In a preferred embodiment, the polymerization is conducted by forming an invert (or reverse) emulsion of an aqueous phase of the monomers in an outer (or continuous) hydrophobic phase of non-aqueous solvent which is either non-miscible in or slightly miscible with water. Suitable non-aqueous solvents include as mineral oil, lanolin, isododecane, oleyl alcohol and other volatile and other nonvolatile solvents like terpenes, mono-, di- and tri-glycerides of saturated or unsaturated fatty acids including natural and synthetic triglycerides, aliphatic esters such as methyl esters of a mixture of acetic, succinic and glutaric acids, aliphatic ethers of glycols such as ethylene glycol monobutyl ether, minerals oils such as vaseline oil, chlorinated solvents like 1,1,1-trichloroethane, perchloroethylene and methylene chloride, deodorized kerosene, solvent naphtha, paraffins (including linear paraffins), isoparaffins, olefins (especially linear olefins) and aliphatic or aromatic hydrocarbons (such as toluene).
Such reverse emulsions release the high molecular weight polyacrylate upon contact with the aqueous mixture of water and alcohol where the polyacrylate hydrates.

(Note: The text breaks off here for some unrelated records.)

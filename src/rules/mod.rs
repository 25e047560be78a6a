//! Rules of the board: track geometry and rule-variant toggles.
//!
//! The game state consults these but never hardcodes them:
//! - `board`: squares, slides and per-color frames
//! - `config`: `RuleConfig`, fixed for the lifetime of a game

pub mod board;
pub mod config;

pub use config::{DiscardTiming, RuleConfig};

Thus, they are particularly useful when used on the fly since inversion may occur almost immediately when placed into contact with water. Such reverse emulsions are particularly desirable when slickwater is used. Inversion of the emulsion typically occurs almost instantaneously even at a temperature of 50 F.
The outer phase may further contain a surfactant which enhances the formation of the emulsion and facilitates the inversion of the emulsion into the aqueous mixture. The surfactant is preferably hydrophobic though it may be characterized as having portions which are strongly attracted to each of the phases present, i.e., hydrophilic and hydrophobic portions. Suitable surfactants include non-ionic as well as ionic surfactants such as sorbitan derivatives, glycerol derivatives, cetyl alcohol derivatives, polyoxyalkylenes and sulfonates. Particular surfactants may include sorbitan trioleate and polyoxyethylenated sorbitans, glycerol monostearate, propylene glycerol monostearate, sodium cetyl stearyl sulfate, cetyl ethyl morpholinium ethosulfate, polyoxyethylene alkyl amines and alkyl aryl sulfonates.
A particularly preferred polyacrylate-containing reverse emulsion for use in the invention is one which is an approximate 50% by weight dispersion of 1 micron diameter particles with low water content (<6%) and contains essentially linear high molecular weight cationic acrylamide copolymer in a naphthenic mineral seal oil. The copolymer may consist of 20% by weight acrylamide and about 80% by weight of methacryloxyethyl trimethyl ammonium chloride and has a molecular weight between about 5 to 7 million. Such products may be commercially available as a mineral oil dispersion from Ciba Specialty Chemicals PLC under the trademark ZETAGo.
The well treatment fluid may further be combined with proppant and breaker.
When used, the breaker is typically an oil or is oil-based. Suitable breakers in such circumstances include mineral oil.
The well treatment fluids used herein exhibit acceptable fluid loss control properties and thus reduce leak-off from the fracture into the pores of the formation. In addition to preventing leak-off, the fluids exhibit a viscosity which is sufficient to support proppant without settling. The fluid, however, is void of a crosslinked or non-crosslinked viscosifying polymer (a polymer which imparts viscosity to the fluid).
The well treatment fluid used herein may further be energized (containing less than or equal to 63 volume percent of foaming agent) or foamed with a gas (containing more than 63 volume percent of foaming agent). Any foaming agent may be employed though the foaming agent is most preferably nitrogen and/or carbon dioxide.
The presence of the gas in the well treatment fluid is especially effective in controlling leak off into the natural and created fractures as well as providing increased viscosity to the fluid while minimizing the amount of water pumped into the formation.
The well treatment fluids described herein typically provide greater than 50%
more friction reduction compared to similar well treatment fluids which do not contain the high molecular polyacrylate. The well treatment fluids described herein further minimize the tendency of clay in the reservoir to swell and migrate.
The well treatment fluids are particularly desirable in the stimulation of low permeability gas reservoirs such as when slicicwater fracturing is employed.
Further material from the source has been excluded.